Clovis Oncology, Inc. (the “Company”), pursuant to its 2020 Stock Incentive Plan (the “Plan”), hereby grants to the Holder the number of Options set forth below, each Option representing the right to purchase one share of Stock at the applicable Exercise Price (set forth below). The Options are subject to all of the terms and conditions set forth in this Option Grant Notice and Agreement (this “Agreement”) as well as all of the terms and conditions of the Plan, all of which are incorporated herein in their entirety. Capitalized terms not otherwise defined herein shall have the same meaning as set forth in the Plan.

 

Holder:

  

[                     ]

Date of Grant:

  

[                     ]

Vesting Commencement Date:

  

[                     ]

Number of Options:

  

[                     ]

Exercise Price:

  

$[            ]

Expiration Date:

  

[                     ]

Type of Option:

  

Nonqualified Stock Option

 

Vesting Schedule:   

[                    ]

 

Notwithstanding the foregoing, in the event that the Holder experiences a Termination by the Service Recipient without Cause [or by the Holder for Good Reason (as defined in the Holder’s Participant Agreement)] within twenty-four (24) months following a Change in Control of the Company, all of the Holder’s unvested Options shall vest in full upon such Termination.

Exercise of Options:    To exercise a vested Option, the Holder (or his or her authorized representative) must give written notice to the Company, using the form of Option Exercise Notice attached hereto as Exhibit A, stating the number of Options which Holder intends to exercise. The Company will issue the shares of Stock with respect to which the Options are exercised upon payment of the shares of Stock acquired in accordance with Section 5(d) of the Plan, which Section 5(d) is incorporated herein by reference and made a part hereof.
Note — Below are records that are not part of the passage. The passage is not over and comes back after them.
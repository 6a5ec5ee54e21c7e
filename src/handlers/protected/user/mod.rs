// handlers/protected/user/mod.rs - The signed-in account

pub mod logout;   // GET /api/v1/logout
pub mod password; // PUT /api/v1/password/update
pub mod profile;  // GET /api/v1/me, PUT /api/v1/me/update, DELETE /api/v1/me/delete

pub use logout::logout_get;
pub use password::password_update_put;
pub use profile::{me_delete, me_get, me_update_put};
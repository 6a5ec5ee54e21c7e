pub mod auth;
pub mod cli;
pub mod config;
pub mod database;
pub mod error;
pub mod filter;
pub mod handlers;
pub mod middleware;
pub mod server;
pub mod services;
pub mod state;
pub mod validation;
For the avoidance of doubt, all unvested Options that do not vest upon the occurrence of a Termination shall be forfeited for no consideration as of the date of such Termination.


   Upon exercise of Options the Holder will be required to satisfy applicable withholding tax obligations as provided in Section 16 of the Plan.
Termination:    Except as otherwise provided in the “Vesting Schedule” paragraph above with respect to the treatment of Holder’s Restricted Stock Units upon certain Terminations, Section 5(f) of the Plan regarding treatment of Options upon Termination is incorporated herein by reference and made a part hereof.
Additional Terms:   

Options shall be subject to the following additional terms:

 

•  Options shall be exercisable in whole shares of Stock only.

 

•  Each Option shall cease to be exercisable as to any share of Stock when the Holder purchases the share of Stock or when the Option otherwise expires or is forfeited.

 

•  Any certificates representing the Stock delivered to the Holder shall be subject to such stop transfer orders and other restrictions as the Committee may deem advisable under the rules, regulations, and other requirements of the Securities and Exchange Commission, any stock exchange upon which such shares are listed, and any applicable federal or state laws, and the Committee may cause a legend or legends to be put on any such certificates to make appropriate reference to such restrictions as the Committee deems appropriate.

 

•  This Agreement does not confer upon the Holder any right to continue as an employee or service provider of the Company or any other member of the Company Group.

 

•  This Agreement shall be construed and interpreted in accordance with the laws of the State of Colorado, without regard to the principles of conflicts of law thereof.

 

•  The Holder agrees that the Company may deliver by email all documents relating to the Plan or these Options (including, without limitation, a copy of the Plan) and all other documents that the Company is required to deliver to its security holders (including, without limitation, disclosures that may be required by the Securities and Exchange Commission). The Holder also agrees that the Company may deliver these documents by posting them on a website maintained by the Company or by a third party under contract with the Company. If the Company posts these documents on a website, it shall notify the Holder by email or such other reasonable manner as then determined by the Company.

 

-2-


  

•  This Agreement, together with the Plan, constitutes the entire understanding and agreement of the parties hereto and supersedes all prior negotiations, discussions, correspondence, communications, understandings, and agreements between the Company and Holder relating to the subject matter hereof.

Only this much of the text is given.